ワルプスはきらびやかな着物を翻させ、優雅に扇子で口元を隠しながら立ち上がった。


「じゃ、総帥、いい返事を待っててくだはれよ?」


ワルプスは、腹黒い笑みを見せて、その場を後にした。



  ◆◇◆◇◆◇◆



その日、ラズエルは逃亡の用意をしていた。今は、助かっているが、弟が殺された今、次に狙われるのは自分だと思ったからだ。

 

実際は、金鳥商会は、ラズエルの対応などそっちのけで、サムを取り巻く状況の処理に追われていたのだが。

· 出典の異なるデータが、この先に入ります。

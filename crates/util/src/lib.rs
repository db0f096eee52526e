//! jdocs-util - Utility functions for jdocs
//!
//! Provides the string escaping and date-pattern helpers shared by the
//! path parser and the document engine.

pub mod dates;
pub mod strings;

// Re-exports for convenience
pub use dates::{format_timestamp, matches_pattern, parse_timestamp};
pub use strings::{escape, unescape, ESCAPE_CHAR, PATH_SPECIAL_CHARS};
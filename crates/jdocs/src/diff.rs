//! Structural diff.
//!
//! Compares two documents leaf by leaf over their flattened forms, so
//! the comparison is purely positional: array elements pair up by index,
//! not by key. A leaf that is null on one side and absent on the other
//! counts as equal.

use indexmap::IndexMap;

use crate::document::Document;
use crate::flatten::flatten_tree;
use crate::node::Node;

/// Outcome of comparing one leaf path across two documents.
#[derive(Debug, Clone, Copy, PartialEq, Eq)]
pub enum DiffResult {
    Equal,
    Differ,
    OnlyInLeft,
    OnlyInRight,
}

/// One compared leaf path.
#[derive(Debug, Clone, PartialEq)]
pub struct DiffInfo {
    pub path: String,
    pub left: Option<Node>,
    pub right: Option<Node>,
    pub result: DiffResult,
}

impl DiffInfo {
    pub fn is_difference(&self) -> bool {
        self.result != DiffResult::Equal
    }
}

/// Compare two documents. With `only_differences`, equal leaves are
/// dropped from the report.
pub fn diff(left: &Document, right: &Document, only_differences: bool) -> Vec<DiffInfo> {
    let left_leaves = flatten_tree(&left.root);
    let mut right_leaves: IndexMap<String, Node> = flatten_tree(&right.root)
        .into_iter()
        .map(|pv| (pv.path, pv.value))
        .collect();

    let mut out = Vec::new();
    for pv in left_leaves {
        let entry = match right_leaves.shift_remove(&pv.path) {
            Some(right_value) => {
                let result = if pv.value == right_value {
                    DiffResult::Equal
                } else {
                    DiffResult::Differ
                };
                DiffInfo {
                    path: pv.path,
                    left: Some(pv.value),
                    right: Some(right_value),
                    result,
                }
            }
            None => {
                // a stored null and an absent path are the same thing
                let result = if pv.value.is_null() {
                    DiffResult::Equal
                } else {
                    DiffResult::OnlyInLeft
                };
                DiffInfo {
                    path: pv.path,
                    left: Some(pv.value),
                    right: None,
                    result,
                }
            }
        };
        out.push(entry);
    }
    for (path, value) in right_leaves {
        let result = if value.is_null() {
            DiffResult::Equal
        } else {
            DiffResult::OnlyInRight
        };
        out.push(DiffInfo {
            path,
            left: None,
            right: Some(value),
            result,
        });
    }

    if only_differences {
        out.retain(DiffInfo::is_difference);
    }
    out
}

impl Document {
    /// Compare this document against another. See [`diff`].
    pub fn diff(&self, other: &Document, only_differences: bool) -> Vec<DiffInfo> {
        diff(self, other, only_differences)
    }
}

#[cfg(test)]
mod tests {
    use super::*;
    use serde_json::json;

    fn doc(v: serde_json::Value) -> Document {
        Document::parse(&v.to_string()).unwrap()
    }

    #[test]
    fn reports_exact_paths_that_differ() {
        let left = doc(json!({"a": 1, "b": {"c": [1, 2]}}));
        let right = doc(json!({"a": 2, "b": {"c": [1, 3]}}));
        let out = left.diff(&right, true);
        let paths: Vec<&str> = out.iter().map(|d| d.path.as_str()).collect();
        assert_eq!(paths, vec!["$.a", "$.b.c[1]"]);
        assert!(out.iter().all(|d| d.result == DiffResult::Differ));
    }

    #[test]
    fn full_report_includes_equal_leaves() {
        let left = doc(json!({"a": 1, "b": 2}));
        let right = doc(json!({"a": 1, "b": 3}));
        let out = left.diff(&right, false);
        assert_eq!(out.len(), 2);
        assert_eq!(out[0].result, DiffResult::Equal);
        assert_eq!(out[1].result, DiffResult::Differ);
        assert_eq!(out[1].left, Some(Node::Integer(2)));
        assert_eq!(out[1].right, Some(Node::Integer(3)));
    }

    #[test]
    fn one_sided_leaves() {
        let left = doc(json!({"only_left": 1, "both": true}));
        let right = doc(json!({"both": true, "only_right": "x"}));
        let out = left.diff(&right, true);
        assert_eq!(out.len(), 2);
        assert_eq!(out[0].path, "$.only_left");
        assert_eq!(out[0].result, DiffResult::OnlyInLeft);
        assert_eq!(out[1].path, "$.only_right");
        assert_eq!(out[1].result, DiffResult::OnlyInRight);
    }

    #[test]
    fn null_equals_absent() {
        let left = doc(json!({"a": null}));
        let right = doc(json!({}));
        assert!(left.diff(&right, true).is_empty());
        assert!(right.diff(&left, true).is_empty());
        // but null against a value is a real difference
        let right = doc(json!({"a": 1}));
        let out = left.diff(&right, true);
        assert_eq!(out[0].result, DiffResult::Differ);
    }

    #[test]
    fn arrays_compare_by_position() {
        let left = doc(json!({"xs": [1, 2]}));
        let right = doc(json!({"xs": [2, 1]}));
        let out = left.diff(&right, true);
        assert_eq!(out.len(), 2);
    }

    #[test]
    fn identical_documents_are_all_equal() {
        let left = doc(json!({"a": {"b": [1, "x", true]}}));
        let out = left.diff(&left.deep_copy(), false);
        assert_eq!(out.len(), 3);
        assert!(out.iter().all(|d| d.result == DiffResult::Equal));
        assert!(left.diff(&left.deep_copy(), true).is_empty());
    }
}
//! Value objects - immutable types that represent domain concepts

mod ids;

pub use ids::{BookmarkId, CommentId, IdParseError, JobId, LikeId, ShareId, UserId};
//! Domain error types

mod domain_error;

pub use domain_error::DomainError;
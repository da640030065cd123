//! Model to entity mappers
//!
//! `From<Model> for Entity` for every table, except job postings whose
//! category column is parsed and may fail.

mod interaction;
mod job;
mod session;
mod user;

pub use interaction::counts_to_map;
pub use job::ids_to_raw;
//! Authentication utilities

mod jwt;
mod password;

pub use jwt::{Claims, JwtService, TokenPair, TokenType};
pub use password::{
    hash_password, validate_password_strength, verify_password, PasswordService,
    MIN_PASSWORD_LENGTH,
};
//! Trending service
//!
//! Ranks every posting by a freshly counted number of likes.

use jobs_core::{rank_trending, JobId, TRENDING_WINDOW};
use tracing::instrument;

use crate::dto::TrendingJobResponse;

use super::context::ServiceContext;
use super::error::ServiceResult;

pub struct TrendingService<'a> {
    ctx: &'a ServiceContext,
}

impl<'a> TrendingService<'a> {
    pub fn new(ctx: &'a ServiceContext) -> Self {
        Self { ctx }
    }

    /// Top postings by likes, newest first on ties, at most [`TRENDING_WINDOW`]
    #[instrument(skip(self))]
    pub async fn trending(&self) -> ServiceResult<Vec<TrendingJobResponse>> {
        let jobs = self.ctx.job_repo().list(None).await?;
        let job_ids: Vec<JobId> = jobs.iter().map(|job| job.id).collect();
        let likes = self.ctx.like_repo().count_by_jobs(&job_ids).await?;

        Ok(rank_trending(jobs, &likes, TRENDING_WINDOW)
            .into_iter()
            .map(TrendingJobResponse::from)
            .collect())
    }
}
//! Request DTOs for API endpoints
//!
//! Body DTOs implement `Deserialize` and `Validate`; the HTTP layer rejects a
//! body that fails validation before a service sees it.

use chrono::NaiveDate;
use jobs_core::{JobCategory, NewJobPosting};
use serde::Deserialize;
use validator::Validate;

use crate::services::{ServiceError, ServiceResult};

// ============================================================================
// Auth Requests
// ============================================================================

/// User registration request. The username is always the email address.
#[derive(Debug, Clone, Deserialize, Validate)]
pub struct RegisterRequest {
    #[validate(length(min = 1, max = 150, message = "First name must be 1-150 characters"))]
    pub first_name: String,

    #[validate(length(min = 1, max = 150, message = "Last name must be 1-150 characters"))]
    pub last_name: String,

    #[validate(email(message = "Enter a valid email address"))]
    pub email: String,

    #[validate(length(min = 1, max = 128, message = "Password must be 1-128 characters"))]
    pub password: String,
}

/// Login request. `role: "admin"` restricts the login to staff accounts.
#[derive(Debug, Clone, Deserialize, Validate)]
pub struct LoginRequest {
    #[validate(email(message = "Enter a valid email address"))]
    pub email: String,

    #[validate(length(min = 1, message = "Password is required"))]
    pub password: String,

    #[serde(default)]
    pub role: Option<String>,
}

impl LoginRequest {
    pub fn wants_admin(&self) -> bool {
        self.role.as_deref() == Some("admin")
    }
}

/// Token refresh request
#[derive(Debug, Clone, Deserialize, Validate)]
pub struct RefreshTokenRequest {
    #[validate(length(min = 1, message = "This field is required"))]
    pub refresh: String,
}

/// Logout request naming the refresh token to revoke
#[derive(Debug, Clone, Deserialize, Validate)]
pub struct LogoutRequest {
    #[validate(length(min = 1, message = "This field is required"))]
    pub refresh: String,
}

// ============================================================================
// Job Requests
// ============================================================================

/// Query string of `GET /api/jobs`
#[derive(Debug, Clone, Default, Deserialize)]
pub struct JobListQuery {
    pub category: Option<String>,
}

impl JobListQuery {
    /// Parse the category filter; a blank value means no filter
    pub fn category(&self) -> ServiceResult<Option<JobCategory>> {
        match self.category.as_deref().map(str::trim) {
            None | Some("") => Ok(None),
            Some(code) => code.parse().map(Some).map_err(ServiceError::from),
        }
    }
}

/// Create job posting request (staff only)
#[derive(Debug, Clone, Deserialize, Validate)]
pub struct CreateJobRequest {
    #[serde(default)]
    pub category: JobCategory,

    #[validate(length(min = 1, max = 255, message = "Title must be 1-255 characters"))]
    pub title: String,

    #[validate(length(min = 1, max = 255, message = "Organization must be 1-255 characters"))]
    pub organization: String,

    #[validate(length(min = 1, max = 255, message = "Location must be 1-255 characters"))]
    pub location: Option<String>,

    #[validate(range(min = 0, message = "Vacancies must be a non-negative integer"))]
    pub vacancies: i32,

    pub last_date: NaiveDate,

    #[validate(length(min = 1, message = "Description is required"))]
    pub description: String,

    #[validate(url(message = "Enter a valid URL"))]
    pub job_link: Option<String>,
}

impl CreateJobRequest {
    /// Convert into the domain creation input
    pub fn into_new_job(self) -> NewJobPosting {
        let mut job = NewJobPosting::new(
            self.title,
            self.organization,
            self.vacancies,
            self.last_date,
            self.description,
        )
        .with_category(self.category);
        if let Some(location) = self.location {
            job = job.with_location(location);
        }
        if let Some(link) = self.job_link {
            job = job.with_job_link(link);
        }
        job
    }
}

// ============================================================================
// Interaction Requests
// ============================================================================

#[derive(Debug, Clone, Deserialize, Validate)]
pub struct CreateCommentRequest {
    #[validate(length(min = 1, max = 2000, message = "Comment must be 1-2000 characters"))]
    pub content: String,
}

/// Share request; the platform label may be left out
#[derive(Debug, Clone, Default, Deserialize, Validate)]
pub struct ShareJobRequest {
    #[serde(default)]
    #[validate(length(max = 50, message = "Platform must be at most 50 characters"))]
    pub platform: String,
}
//! Job posting model -> entity mapper

use jobs_core::entities::JobPosting;
use jobs_core::error::DomainError;
use jobs_core::value_objects::JobId;

use crate::models::JobPostingModel;

impl TryFrom<JobPostingModel> for JobPosting {
    type Error = DomainError;

    fn try_from(model: JobPostingModel) -> Result<Self, Self::Error> {
        Ok(JobPosting {
            id: JobId::new(model.id),
            category: model.category.parse()?,
            title: model.title,
            organization: model.organization,
            location: model.location,
            vacancies: model.vacancies,
            last_date: model.last_date,
            description: model.description,
            posted_at: model.posted_at,
            job_link: model.job_link,
        })
    }
}

/// Raw ids for binding as a `BIGINT[]`
pub fn ids_to_raw(ids: &[JobId]) -> Vec<i64> {
    ids.iter().map(|id| id.into_inner()).collect()
}

#[cfg(test)]
mod tests {
    use super::*;
    use chrono::{NaiveDate, Utc};
    use jobs_core::entities::JobCategory;

    fn model(category: &str) -> JobPostingModel {
        JobPostingModel {
            id: 3,
            category: category.to_string(),
            title: "PO".to_string(),
            organization: "SBI".to_string(),
            location: "Mumbai".to_string(),
            vacancies: 600,
            last_date: NaiveDate::from_ymd_opt(2026, 5, 1).unwrap(),
            description: "Probationary officers".to_string(),
            posted_at: Utc::now(),
            job_link: None,
        }
    }

    #[test]
    fn test_model_to_entity() {
        let job = JobPosting::try_from(model("BANKING")).unwrap();
        assert_eq!(job.id, JobId::new(3));
        assert_eq!(job.category, JobCategory::Banking);
    }

    #[test]
    fn test_unknown_category_fails() {
        assert!(JobPosting::try_from(model("CIRCUS")).is_err());
    }
}
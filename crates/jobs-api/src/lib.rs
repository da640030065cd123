//! # jobs-api
//!
//! REST API server for job postings, trending, bookmarks, likes, comments
//! and shares, built with Axum.

pub mod extractors;
pub mod handlers;
pub mod middleware;
pub mod response;
pub mod routes;
pub mod server;
pub mod state;

pub use server::{create_app, create_app_state, create_production_app, run, run_server};
pub use state::AppState;
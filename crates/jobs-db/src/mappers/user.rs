//! User model -> entity mapper

use jobs_core::entities::User;
use jobs_core::value_objects::UserId;

use crate::models::UserModel;

impl From<UserModel> for User {
    fn from(model: UserModel) -> Self {
        User {
            id: UserId::new(model.id),
            username: model.username,
            email: model.email,
            first_name: model.first_name,
            last_name: model.last_name,
            is_active: model.is_active,
            is_staff: model.is_staff,
            date_joined: model.date_joined,
        }
    }
}
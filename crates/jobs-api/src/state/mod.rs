//! Application state shared by every handler

use std::sync::Arc;

use jobs_common::AppConfig;
use jobs_service::ServiceContext;

#[derive(Clone)]
pub struct AppState {
    service_context: Arc<ServiceContext>,
    config: Arc<AppConfig>,
}

impl AppState {
    pub fn new(service_context: ServiceContext, config: AppConfig) -> Self {
        Self {
            service_context: Arc::new(service_context),
            config: Arc::new(config),
        }
    }

    /// Repositories and token service behind every handler
    pub fn service_context(&self) -> &ServiceContext {
        &self.service_context
    }

    pub fn config(&self) -> &AppConfig {
        &self.config
    }
}

impl std::fmt::Debug for AppState {
    fn fmt(&self, f: &mut std::fmt::Formatter<'_>) -> std::fmt::Result {
        f.debug_struct("AppState")
            .field("service_context", &self.service_context)
            .field("env", &self.config.app.env)
            .finish()
    }
}
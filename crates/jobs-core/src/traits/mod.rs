//! Repository traits (ports)

mod repositories;

pub use repositories::{
    BookmarkRepository, CommentRepository, JobRepository, LikeRepository, RepoResult,
    SessionRepository, ShareRepository, ToggleRelation, UserRepository,
};
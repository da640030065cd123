//! PostgreSQL implementation of UserRepository

use async_trait::async_trait;
use sqlx::PgPool;
use tracing::instrument;

use jobs_core::entities::{NewUser, User};
use jobs_core::error::DomainError;
use jobs_core::traits::{RepoResult, UserRepository};
use jobs_core::value_objects::UserId;

use crate::models::UserModel;

use super::error::{map_db_error, map_unique_violation, user_not_found};

const USER_COLUMNS: &str =
    "id, username, email, first_name, last_name, is_active, is_staff, date_joined";

/// PostgreSQL implementation of UserRepository
#[derive(Clone)]
pub struct PgUserRepository {
    pool: PgPool,
}

impl PgUserRepository {
    pub fn new(pool: PgPool) -> Self {
        Self { pool }
    }
}

#[async_trait]
impl UserRepository for PgUserRepository {
    #[instrument(skip(self))]
    async fn find_by_id(&self, id: UserId) -> RepoResult<Option<User>> {
        let sql = format!("SELECT {USER_COLUMNS} FROM users WHERE id = $1");
        let result = sqlx::query_as::<_, UserModel>(&sql)
            .bind(id.into_inner())
            .fetch_optional(&self.pool)
            .await
            .map_err(map_db_error)?;

        Ok(result.map(User::from))
    }

    #[instrument(skip(self))]
    async fn find_by_email(&self, email: &str) -> RepoResult<Option<User>> {
        let sql = format!("SELECT {USER_COLUMNS} FROM users WHERE email = $1");
        let result = sqlx::query_as::<_, UserModel>(&sql)
            .bind(email)
            .fetch_optional(&self.pool)
            .await
            .map_err(map_db_error)?;

        Ok(result.map(User::from))
    }

    #[instrument(skip(self))]
    async fn email_exists(&self, email: &str) -> RepoResult<bool> {
        sqlx::query_scalar::<_, bool>("SELECT EXISTS(SELECT 1 FROM users WHERE email = $1)")
            .bind(email)
            .fetch_one(&self.pool)
            .await
            .map_err(map_db_error)
    }

    #[instrument(skip(self, user, password_hash), fields(email = %user.email))]
    async fn create(&self, user: &NewUser, password_hash: &str) -> RepoResult<User> {
        let sql = format!(
            "INSERT INTO users (username, email, password_hash, first_name, last_name, is_staff) \
             VALUES ($1, $2, $3, $4, $5, $6) \
             RETURNING {USER_COLUMNS}"
        );
        let row = sqlx::query_as::<_, UserModel>(&sql)
            .bind(&user.username)
            .bind(&user.email)
            .bind(password_hash)
            .bind(&user.first_name)
            .bind(&user.last_name)
            .bind(user.is_staff)
            .fetch_one(&self.pool)
            .await
            .map_err(|e| map_unique_violation(e, || DomainError::EmailAlreadyExists))?;

        Ok(User::from(row))
    }

    #[instrument(skip(self))]
    async fn get_password_hash(&self, id: UserId) -> RepoResult<Option<String>> {
        sqlx::query_scalar::<_, String>("SELECT password_hash FROM users WHERE id = $1")
            .bind(id.into_inner())
            .fetch_optional(&self.pool)
            .await
            .map_err(map_db_error)
    }

    #[instrument(skip(self))]
    async fn delete(&self, id: UserId) -> RepoResult<()> {
        let result = sqlx::query("DELETE FROM users WHERE id = $1")
            .bind(id.into_inner())
            .execute(&self.pool)
            .await
            .map_err(map_db_error)?;

        if result.rows_affected() == 0 {
            return Err(user_not_found(id));
        }

        Ok(())
    }
}

#[cfg(test)]
mod tests {
    use super::*;

    #[test]
    fn test_repo_is_send_sync() {
        fn assert_send_sync<T: Send + Sync>() {}
        assert_send_sync::<PgUserRepository>();
    }
}
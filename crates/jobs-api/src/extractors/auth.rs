//! Authentication extractor
//!
//! Resolves the bearer token to an active user. The token's session must
//! still be open, so a logged-out token is refused even before it expires.

use axum::{
    async_trait,
    extract::{FromRef, FromRequestParts},
    http::request::Parts,
};
use axum_extra::{
    headers::{authorization::Bearer, Authorization},
    TypedHeader,
};
use jobs_core::UserId;
use jobs_service::AuthService;

use crate::response::ApiError;
use crate::state::AppState;

/// Authenticated user resolved from the access token
#[derive(Debug, Clone)]
pub struct AuthUser {
    pub user_id: UserId,
}

impl AuthUser {
    async fn from_bearer(state: &AppState, token: &str) -> Result<Self, ApiError> {
        let user = AuthService::new(state.service_context())
            .validate_token(token)
            .await
            .map_err(|e| {
                tracing::warn!(error = %e, "Rejected access token");
                ApiError::from(e)
            })?;

        Ok(Self { user_id: user.id })
    }
}

#[async_trait]
impl<S> FromRequestParts<S> for AuthUser
where
    S: Send + Sync,
    AppState: FromRef<S>,
{
    type Rejection = ApiError;

    async fn from_request_parts(parts: &mut Parts, state: &S) -> Result<Self, Self::Rejection> {
        let TypedHeader(Authorization(bearer)) =
            TypedHeader::<Authorization<Bearer>>::from_request_parts(parts, state)
                .await
                .map_err(|_| ApiError::MissingAuth)?;

        let app_state = AppState::from_ref(state);
        Self::from_bearer(&app_state, bearer.token()).await
    }
}

/// Viewer identity when a bearer token is sent
///
/// No Authorization header means an anonymous viewer. A header carrying a
/// bad token is still rejected.
#[derive(Debug, Clone)]
pub struct OptionalAuthUser(pub Option<AuthUser>);

impl OptionalAuthUser {
    pub fn user_id(&self) -> Option<UserId> {
        self.0.as_ref().map(|auth| auth.user_id)
    }
}

#[async_trait]
impl<S> FromRequestParts<S> for OptionalAuthUser
where
    S: Send + Sync,
    AppState: FromRef<S>,
{
    type Rejection = ApiError;

    async fn from_request_parts(parts: &mut Parts, state: &S) -> Result<Self, Self::Rejection> {
        match TypedHeader::<Authorization<Bearer>>::from_request_parts(parts, state).await {
            Ok(TypedHeader(Authorization(bearer))) => {
                let app_state = AppState::from_ref(state);
                let auth = AuthUser::from_bearer(&app_state, bearer.token()).await?;
                Ok(Self(Some(auth)))
            }
            Err(_) => Ok(Self(None)),
        }
    }
}
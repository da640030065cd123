//! User entity - an account that can engage with job postings

use chrono::{DateTime, Utc};

use crate::error::DomainError;
use crate::value_objects::UserId;

/// User account
#[derive(Debug, Clone, PartialEq, Eq)]
pub struct User {
    pub id: UserId,
    pub username: String,
    pub email: String,
    pub first_name: String,
    pub last_name: String,
    pub is_active: bool,
    pub is_staff: bool,
    pub date_joined: DateTime<Utc>,
}

impl User {
    /// "First Last", falling back to the username when both are blank
    pub fn full_name(&self) -> String {
        let name = format!("{} {}", self.first_name.trim(), self.last_name.trim());
        let name = name.trim();
        if name.is_empty() {
            self.username.clone()
        } else {
            name.to_string()
        }
    }

    /// Ensure the account may sign in
    pub fn ensure_active(&self) -> Result<(), DomainError> {
        if self.is_active {
            Ok(())
        } else {
            Err(DomainError::AccountInactive)
        }
    }
}

/// Registration input. The username is the email address.
#[derive(Debug, Clone, PartialEq, Eq)]
pub struct NewUser {
    pub username: String,
    pub email: String,
    pub first_name: String,
    pub last_name: String,
    pub is_staff: bool,
}

impl NewUser {
    pub fn new(
        email: impl Into<String>,
        first_name: impl Into<String>,
        last_name: impl Into<String>,
    ) -> Self {
        let email = email.into().trim().to_lowercase();
        Self {
            username: email.clone(),
            email,
            first_name: first_name.into(),
            last_name: last_name.into(),
            is_staff: false,
        }
    }

    pub fn staff(mut self) -> Self {
        self.is_staff = true;
        self
    }
}

#[cfg(test)]
mod tests {
    use super::*;

    fn user(first: &str, last: &str) -> User {
        User {
            id: UserId::new(1),
            username: "a@example.com".to_string(),
            email: "a@example.com".to_string(),
            first_name: first.to_string(),
            last_name: last.to_string(),
            is_active: true,
            is_staff: false,
            date_joined: Utc::now(),
        }
    }

    #[test]
    fn test_username_is_email() {
        let new_user = NewUser::new(" Asha@Example.com ", "Asha", "Rao");
        assert_eq!(new_user.email, "asha@example.com");
        assert_eq!(new_user.username, new_user.email);
        assert!(!new_user.is_staff);
        assert!(new_user.staff().is_staff);
    }

    #[test]
    fn test_full_name() {
        assert_eq!(user("Asha", "Rao").full_name(), "Asha Rao");
        assert_eq!(user("", "").full_name(), "a@example.com");
    }

    #[test]
    fn test_inactive_rejected() {
        let mut u = user("A", "B");
        assert!(u.ensure_active().is_ok());
        u.is_active = false;
        assert!(matches!(u.ensure_active(), Err(DomainError::AccountInactive)));
    }
}
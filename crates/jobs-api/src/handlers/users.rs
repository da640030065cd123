//! Profile handlers for the signed-in user

use axum::{extract::State, Json};
use jobs_service::{SuccessResponse, UserResponse, UserService};

use crate::extractors::AuthUser;
use crate::response::{ApiResult, NoContent};
use crate::state::AppState;

/// GET /api/profile
pub async fn get_profile(
    State(state): State<AppState>,
    auth: AuthUser,
) -> ApiResult<Json<SuccessResponse<UserResponse>>> {
    let profile = UserService::new(state.service_context()).profile(auth.user_id).await?;
    Ok(Json(SuccessResponse::new(profile)))
}

/// DELETE /api/profile
pub async fn delete_profile(State(state): State<AppState>, auth: AuthUser) -> ApiResult<NoContent> {
    UserService::new(state.service_context())
        .delete_account(auth.user_id)
        .await?;
    Ok(NoContent)
}
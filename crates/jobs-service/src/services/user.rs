//! User service
//!
//! Profile lookup and account deletion for the authenticated user.

use jobs_core::{DomainError, UserId};
use tracing::{info, instrument};

use crate::dto::UserResponse;

use super::context::ServiceContext;
use super::error::ServiceResult;

pub struct UserService<'a> {
    ctx: &'a ServiceContext,
}

impl<'a> UserService<'a> {
    pub fn new(ctx: &'a ServiceContext) -> Self {
        Self { ctx }
    }

    #[instrument(skip(self))]
    pub async fn profile(&self, user_id: UserId) -> ServiceResult<UserResponse> {
        self.ctx
            .user_repo()
            .find_by_id(user_id)
            .await?
            .map(UserResponse::from)
            .ok_or_else(|| DomainError::UserNotFound(user_id).into())
    }

    /// Delete the account. Sessions, comments, bookmarks and the user's own
    /// likes and shares go with it; anonymous interactions stay.
    #[instrument(skip(self))]
    pub async fn delete_account(&self, user_id: UserId) -> ServiceResult<()> {
        let revoked = self.ctx.session_repo().revoke_all_for_user(user_id).await?;
        self.ctx.user_repo().delete(user_id).await?;
        info!(user_id = %user_id, revoked_sessions = revoked, "User account deleted");
        Ok(())
    }
}
//! PostgreSQL connection pool management

use sqlx::postgres::{PgPool, PgPoolOptions};
use std::time::Duration;
use tracing::{info, instrument};

use jobs_common::DatabaseConfig;

/// Table definitions, uniqueness constraints and cascades
pub const SCHEMA_SQL: &str = include_str!("../../schema/0001_initial.sql");

/// Connection pool tuning
#[derive(Debug, Clone)]
pub struct PoolConfig {
    pub url: String,
    pub max_connections: u32,
    pub min_connections: u32,
    /// Maximum time to wait for a connection
    pub acquire_timeout: Duration,
    /// Maximum idle time before a connection is closed
    pub idle_timeout: Duration,
    /// Maximum lifetime of a connection
    pub max_lifetime: Duration,
}

impl PoolConfig {
    /// Pool settings for a URL with default sizing
    pub fn new(url: impl Into<String>) -> Self {
        Self {
            url: url.into(),
            max_connections: 10,
            min_connections: 1,
            acquire_timeout: Duration::from_secs(10),
            idle_timeout: Duration::from_secs(300),
            max_lifetime: Duration::from_secs(1800),
        }
    }
}

impl From<&DatabaseConfig> for PoolConfig {
    fn from(config: &DatabaseConfig) -> Self {
        Self {
            max_connections: config.max_connections,
            min_connections: config.min_connections.min(config.max_connections),
            ..Self::new(config.url.clone())
        }
    }
}

/// Create a new PostgreSQL connection pool
#[instrument(skip(config), fields(max = config.max_connections))]
pub async fn create_pool(config: &PoolConfig) -> Result<PgPool, sqlx::Error> {
    let pool = PgPoolOptions::new()
        .max_connections(config.max_connections)
        .min_connections(config.min_connections)
        .acquire_timeout(config.acquire_timeout)
        .idle_timeout(config.idle_timeout)
        .max_lifetime(config.max_lifetime)
        .connect(&config.url)
        .await?;

    info!("database pool ready");
    Ok(pool)
}

/// Create any missing tables and indexes. Every statement is idempotent.
#[instrument(skip(pool))]
pub async fn apply_schema(pool: &PgPool) -> Result<(), sqlx::Error> {
    sqlx::raw_sql(SCHEMA_SQL).execute(pool).await?;
    Ok(())
}

/// Round-trip a trivial query, used by readiness checks
pub async fn ping(pool: &PgPool) -> Result<(), sqlx::Error> {
    sqlx::query_scalar::<_, i32>("SELECT 1").fetch_one(pool).await?;
    Ok(())
}

#[cfg(test)]
mod tests {
    use super::*;

    #[test]
    fn test_from_app_config() {
        let app = DatabaseConfig {
            url: "postgres://localhost/jobs".to_string(),
            max_connections: 4,
            min_connections: 8,
        };
        let config = PoolConfig::from(&app);
        assert_eq!(config.max_connections, 4);
        assert_eq!(config.min_connections, 4);
        assert_eq!(config.acquire_timeout, Duration::from_secs(10));
    }

    #[test]
    fn test_schema_declares_pair_constraints() {
        assert!(SCHEMA_SQL.contains("CONSTRAINT likes_user_job_key UNIQUE (user_id, job_id)"));
        assert!(SCHEMA_SQL.contains("CONSTRAINT bookmarks_user_job_key UNIQUE (user_id, job_id)"));
        assert!(SCHEMA_SQL.contains("CHECK (vacancies >= 0)"));
    }
}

ラズエルは、使用人の目を盗んで、ロームの自室から貨幣、芸術品、武具、金目の物を手あたり次第に革袋へ詰め込んでいた。


「クソ、クソ……」


ラズエルは、魔法にかかりボォっとするロームを睨みつけ、なんでこうなったのだと自分の運命を呪った。当然、領主を操り、私財を蓄えたのだから自業自得だ。


「何をしているのですか!」


部屋のドアが開き、廊下の明かりが差し込んだ。

革袋に入れようと宝石類を握った手が止まる。


ドアからは、メイドが顔を覗いていた。

いや、それだけではない。メイド以外にも、使用人が勢ぞろいだ。


「あなた、何をしているのですか?」


「……ッチ」

ラズエルが、軽く舌打ちして革袋を片手で背負うと、杖を取り出して、ロームに向けた。

操られているロームは、微動だにしない。


「こいつの命が惜しければ、金と逃亡用の馬車を用意しろ」


「やっぱり、最初から、何かおかしいと思っていました」


「早くしろ。こっちは、無駄話をしている暇はないんだ」


「領主様にかけた呪いを、解いてください。そうすれば、馬車も、お金も用意します」

後ろから一人の使用人が「姉さん、勝手に……」と言っていたが、そのメイドは揺らがない瞳で、ラズエルのことを睨みつけた。


ラズエルも、負けじと睨み返す。